▸ Task brief:
Using the data that follows, report how many lines include "SqlitePool"; output no other text.

▸ Extracted material:
###
use axum::{
    body::{to_bytes, Body},
    http::{header, Method, Request, StatusCode},
    Router,
};
use lateshow::model::{NewEpisode, NewGuest};
use lateshow::{app, connect_in_memory, AppState, ShowService};
use serde_json::{json, Value};
use sqlx::SqlitePool;
use tower::ServiceExt;

async fn seeded_app() -> (Router, SqlitePool) {
    let pool = connect_in_memory().await.unwrap();
    ShowService::insert_episode(&pool, &NewEpisode { id: Some(1), date: Some("1-1".into()), number: Some(1) })
        .await
        .unwrap();
    ShowService::insert_episode(&pool, &NewEpisode { id: Some(2), date: Some("1-2".into()), number: Some(2) })
        .await
        .unwrap();
    ShowService::insert_guest(&pool, &NewGuest { id: Some(1), name: Some("A".into()), occupation: "actor".into() })
        .await
        .unwrap();
    (app(AppState::new(pool.clone())), pool)
}

async fn send(app: &Router, method: Method, uri: &str, body: Option<Value>) -> (StatusCode, Value) {
    let builder = Request::builder().method(method).uri(uri);
    let req = match body {
        Some(v) => builder
            .header(header::CONTENT_TYPE, "application/json")
            .body(Body::from(v.to_string()))
            .unwrap(),
        None => builder.body(Body::empty()).unwrap(),
    };
    let res = app.clone().oneshot(req).await.unwrap();
    let status = res.status();
    let bytes = to_bytes(res.into_body(), usize::MAX).await.unwrap();
    let value = if bytes.is_empty() {
        Value::Null
    } else {
        serde_json::from_slice(&bytes).unwrap_or(Value::Null)
    };
    (status, value)
}

async fn post_appearance(app: &Router, body: Value) -> (StatusCode, Value) {
    send(app, Method::POST, "/appearances", Some(body)).await
}

#[tokio::test]
async fn index_welcomes() {
    let (app, _) = seeded_app().await;
    let (status, body) = send(&app, Method::GET, "/", None).await;
    assert_eq!(status, StatusCode::OK);
    assert_eq!(body, json!({"message": "Welcome to the lateshow."}));
}

#[tokio::test]
async fn scenario_create_appearance() {
    let (app, _) = seeded_app().await;
    let (status, body) = post_appearance(&app, json!({"rating": 3, "episode_id": 1, "guest_id": 1})).await;
    assert_eq!(status, StatusCode::CREATED);
    assert_eq!(body["rating"], 3);
    assert_eq!(body["episode_id"], 1);
    assert_eq!(body["guest_id"], 1);
    assert_eq!(body["episode"]["id"], 1);
    assert_eq!(body["guest"]["id"], 1);
    assert!(body["id"].is_i64());
    assert!(body["episode"].get("appearances").is_none());
    assert!(body["guest"].get("appearances").is_none());
}

#[tokio::test]
async fn every_valid_rating_round_trips() {
    let (app, pool) = seeded_app().await;
    for r in 1..=5 {
        let (status, body) = post_appearance(&app, json!({"rating": r, "episode_id": 1, "guest_id": 1})).await;
        assert_eq!(status, StatusCode::CREATED);
        assert_eq!(body["rating"], r);
    }
    assert_eq!(ShowService::count_appearances(&pool).await.unwrap(), 5);
}

#[tokio::test]
async fn out_of_range_ratings_are_422_and_persist_nothing() {
    let (app, pool) = seeded_app().await;
    for r in [json!(0), json!(6), json!(-1), json!(100), json!(2.5), json!("3"), Value::Null] {
        let (status, body) = post_appearance(&app, json!({"rating": r, "episode_id": 1, "guest_id": 1})).await;
        assert_eq!(status, StatusCode::UNPROCESSABLE_ENTITY);
        assert_eq!(body, json!({"errors": ["Rating must be between 1 and 5."]}));
    }
    assert_eq!(ShowService::count_appearances(&pool).await.unwrap(), 0);
}

#[tokio::test]
async fn unknown_references_are_404_and_persist_nothing() {
    let (app, pool) = seeded_app().await;
    for body in [
        json!({"rating": 3, "episode_id": 99, "guest_id": 1}),
        json!({"rating": 3, "episode_id": 1, "guest_id": 99}),
        json!({"rating": 3}),
    ] {
        let (status, body) = post_appearance(&app, body).await;
        assert_eq!(status, StatusCode::NOT_FOUND);
        assert_eq!(body, json!({"errors": ["Episode or guest not found."]}));
    }
    assert_eq!(ShowService::count_appearances(&pool).await.unwrap(), 0);
}

#[tokio::test]
async fn string_ids_resolve() {
    let (app, _) = seeded_app().await;
    let (status, body) = post_appearance(&app, json!({"rating": 3, "episode_id": "1", "guest_id": "1"})).await;
    assert_eq!(status, StatusCode::CREATED);
    assert_eq!(body["episode_id"], 1);
    assert_eq!(body["guest"]["id"], 1);

    let (status, _) = post_appearance(&app, json!({"rating": 3, "episode_id": "one", "guest_id": 1})).await;
    assert_eq!(status, StatusCode::NOT_FOUND);
}

#[tokio::test]
async fn float_ids_resolve() {
    let (app, pool) = seeded_app().await;
    let (status, body) = post_appearance(&app, json!({"rating": 2, "episode_id": 2.0, "guest_id": 1.0})).await;
    assert_eq!(status, StatusCode::CREATED);
    assert_eq!(body["episode"]["id"], 2);
    assert_eq!(body["guest_id"], 1);

    let (status, _) = post_appearance(&app, json!({"rating": 2, "episode_id": 1.5, "guest_id": 1})).await;
    assert_eq!(status, StatusCode::NOT_FOUND);
    assert_eq!(ShowService::count_appearances(&pool).await.unwrap(), 1);
}

#[tokio::test]
async fn missing_reference_wins_over_bad_rating() {
    let (app, _) = seeded_app().await;
    let (status, _) = post_appearance(&app, json!({"rating": 42, "episode_id": 99, "guest_id": 1})).await;
    assert_eq!(status, StatusCode::NOT_FOUND);
}

#[tokio::test]
async fn malformed_body_is_400() {
    let (app, _) = seeded_app().await;
    let req = Request::builder()
        .method(Method::POST)
        .uri("/appearances")
        .header(header::CONTENT_TYPE, "application/json")
        .body(Body::from("{not json"))
        .unwrap();
    let res = app.clone().oneshot(req).await.unwrap();
    assert_eq!(res.status(), StatusCode::BAD_REQUEST);

    let (status, body) = post_appearance(&app, json!([1, 2, 3])).await;
    assert_eq!(status, StatusCode::BAD_REQUEST);
    assert!(body["errors"].is_array());
}

#[tokio::test]
async fn episode_list_never_has_appearances() {
    let (app, _) = seeded_app().await;
    post_appearance(&app, json!({"rating": 3, "episode_id": 1, "guest_id": 1})).await;
    let (status, body) = send(&app, Method::GET, "/episodes", None).await;
    assert_eq!(status, StatusCode::OK);
    let list = body.as_array().unwrap();
    assert_eq!(list.len(), 2);
    assert_eq!(list[0], json!({"id": 1, "date": "1-1", "number": 1}));
    assert!(list.iter().all(|e| e.get("appearances").is_none()));
}

#[tokio::test]
async fn episode_detail_always_has_appearances() {
    let (app, _) = seeded_app().await;
    post_appearance(&app, json!({"rating": 4, "episode_id": 1, "guest_id": 1})).await;

    let (status, body) = send(&app, Method::GET, "/episodes/1", None).await;
    assert_eq!(status, StatusCode::OK);
    let appearances = body["appearances"].as_array().unwrap();
    assert_eq!(appearances.len(), 1);
    assert_eq!(appearances[0]["rating"], 4);
    assert_eq!(appearances[0]["guest"], json!({"id": 1, "name": "A", "occupation": "actor"}));

    let (status, body) = send(&app, Method::GET, "/episodes/2", None).await;
    assert_eq!(status, StatusCode::OK);
    assert_eq!(body["appearances"], json!([]));
}

#[tokio::test]
async fn unknown_episode_is_404() {
    let (app, _) = seeded_app().await;
    for uri in ["/episodes/999", "/episodes/abc", "/episodes/+1", "/episodes/-1", "/episodes/1.0"] {
        let (status, body) = send(&app, Method::GET, uri, None).await;
        assert_eq!(status, StatusCode::NOT_FOUND);
        assert_eq!(body, json!({"error": "Episode not found."}));
    }
}

#[tokio::test]
async fn guest_list_never_has_appearances() {
    let (app, _) = seeded_app().await;
    post_appearance(&app, json!({"rating": 2, "episode_id": 1, "guest_id": 1})).await;
    let (status, body) = send(&app, Method::GET, "/guests", None).await;
    assert_eq!(status, StatusCode::OK);
    assert_eq!(body, json!([{"id": 1, "name": "A", "occupation": "actor"}]));
}

#[tokio::test]
async fn deleted_episode_takes_its_appearances() {
    let (app, pool) = seeded_app().await;
    post_appearance(&app, json!({"rating": 2, "episode_id": 1, "guest_id": 1})).await;
    post_appearance(&app, json!({"rating": 5, "episode_id": 2, "guest_id": 1})).await;
    assert!(ShowService::delete_episode(&pool, 1).await.unwrap());
    assert_eq!(ShowService::count_appearances(&pool).await.unwrap(), 1);
    let (status, _) = send(&app, Method::GET, "/episodes/1", None).await;
    assert_eq!(status, StatusCode::NOT_FOUND);
}

#[tokio::test]
async fn persistence_failure_is_500_with_message() {
    let (app, pool) = seeded_app().await;
    pool.close().await;
    let (status, body) = post_appearance(&app, json!({"rating": 3, "episode_id": 1, "guest_id": 1})).await;
    assert_eq!(status, StatusCode::INTERNAL_SERVER_ERROR);
    let errors = body["errors"].as_array().unwrap();
    assert_eq!(errors.len(), 1);
    assert!(!errors[0].as_str().unwrap().is_empty());
}

#[tokio::test]
async fn failed_insert_is_500_and_rolled_back() {
    let (app, pool) = seeded_app().await;
    sqlx::query(
        "CREATE TRIGGER appearances_frozen BEFORE INSERT ON appearances \
         BEGIN SELECT RAISE(ABORT, 'appearances are frozen'); END",
    )
    .execute(&pool)
    .await
    .unwrap();

    let (status, body) = post_appearance(&app, json!({"rating": 3, "episode_id": 1, "guest_id": 1})).await;
    assert_eq!(status, StatusCode::INTERNAL_SERVER_ERROR);
    let errors = body["errors"].as_array().unwrap();
    assert_eq!(errors.len(), 1);
    assert!(errors[0].as_str().unwrap().contains("appearances are frozen"));
    assert_eq!(ShowService::count_appearances(&pool).await.unwrap(), 0);

    // The connection is usable again after the rollback.
    let (status, _) = send(&app, Method::GET, "/episodes/1", None).await;
    assert_eq!(status, StatusCode::OK);
}

#[tokio::test]
async fn operational_routes() {
    let (app, pool) = seeded_app().await;
    let (status, body) = send(&app, Method::GET, "/health", None).await;
    assert_eq!(status, StatusCode::OK);
    assert_eq!(body, json!({"status": "ok"}));

    let (status, body) = send(&app, Method::GET, "/version", None).await;
    assert_eq!(status, StatusCode::OK);
    assert_eq!(body["name"], "lateshow");

    let (status, body) = send(&app, Method::GET, "/ready", None).await;
    assert_eq!(status, StatusCode::OK);
    assert_eq!(body["database"], "ok");

    pool.close().await;
    let (status, body) = send(&app, Method::GET, "/ready", None).await;
    assert_eq!(status, StatusCode::SERVICE_UNAVAILABLE);
    assert_eq!(body, json!({"errors": ["database unavailable"]}));
}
###
▸ Exercise answer:
2